(Collected data entries)
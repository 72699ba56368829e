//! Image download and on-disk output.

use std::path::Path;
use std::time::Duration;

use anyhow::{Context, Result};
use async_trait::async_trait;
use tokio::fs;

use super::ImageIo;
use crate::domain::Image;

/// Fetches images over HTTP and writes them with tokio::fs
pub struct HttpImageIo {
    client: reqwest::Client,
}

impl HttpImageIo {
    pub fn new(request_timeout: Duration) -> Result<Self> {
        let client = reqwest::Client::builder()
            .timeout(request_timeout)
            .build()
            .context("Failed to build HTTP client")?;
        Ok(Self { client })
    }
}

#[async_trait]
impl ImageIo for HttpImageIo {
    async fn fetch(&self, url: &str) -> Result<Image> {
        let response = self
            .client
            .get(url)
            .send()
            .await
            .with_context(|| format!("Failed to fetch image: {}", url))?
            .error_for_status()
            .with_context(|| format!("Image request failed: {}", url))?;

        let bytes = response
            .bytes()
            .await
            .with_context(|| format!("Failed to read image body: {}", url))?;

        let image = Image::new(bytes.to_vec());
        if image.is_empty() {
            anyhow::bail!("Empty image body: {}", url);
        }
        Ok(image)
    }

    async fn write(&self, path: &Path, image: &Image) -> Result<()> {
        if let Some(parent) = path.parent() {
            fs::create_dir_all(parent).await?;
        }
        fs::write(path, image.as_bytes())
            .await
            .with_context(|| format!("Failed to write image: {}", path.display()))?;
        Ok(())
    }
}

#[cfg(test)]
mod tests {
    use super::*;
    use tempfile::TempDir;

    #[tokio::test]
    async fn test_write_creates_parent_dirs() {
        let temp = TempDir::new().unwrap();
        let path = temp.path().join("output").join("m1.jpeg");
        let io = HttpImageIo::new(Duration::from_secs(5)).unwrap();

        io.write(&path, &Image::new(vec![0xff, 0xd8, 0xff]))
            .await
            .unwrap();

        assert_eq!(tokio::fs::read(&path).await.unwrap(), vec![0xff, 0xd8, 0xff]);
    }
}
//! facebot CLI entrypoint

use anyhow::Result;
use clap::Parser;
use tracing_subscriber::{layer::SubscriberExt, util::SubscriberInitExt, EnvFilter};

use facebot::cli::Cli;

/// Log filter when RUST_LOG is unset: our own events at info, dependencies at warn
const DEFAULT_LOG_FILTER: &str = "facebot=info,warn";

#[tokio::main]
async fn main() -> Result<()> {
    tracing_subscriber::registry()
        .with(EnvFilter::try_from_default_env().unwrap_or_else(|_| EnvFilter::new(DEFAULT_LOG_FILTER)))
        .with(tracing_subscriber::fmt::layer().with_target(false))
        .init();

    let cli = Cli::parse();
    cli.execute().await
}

- _TASK BRIEF_:
Repeat every line of the data word for word until you have repeated the line that contains "use crate::domain::Image;", which is the last one to include.

- _WRITTEN ANSWER_:
repository 72699ba56368829e
//! Image download and on-disk output.

use std::path::Path;
use std::time::Duration;

use anyhow::{Context, Result};
use async_trait::async_trait;
use tokio::fs;

use super::ImageIo;
use crate::domain::Image;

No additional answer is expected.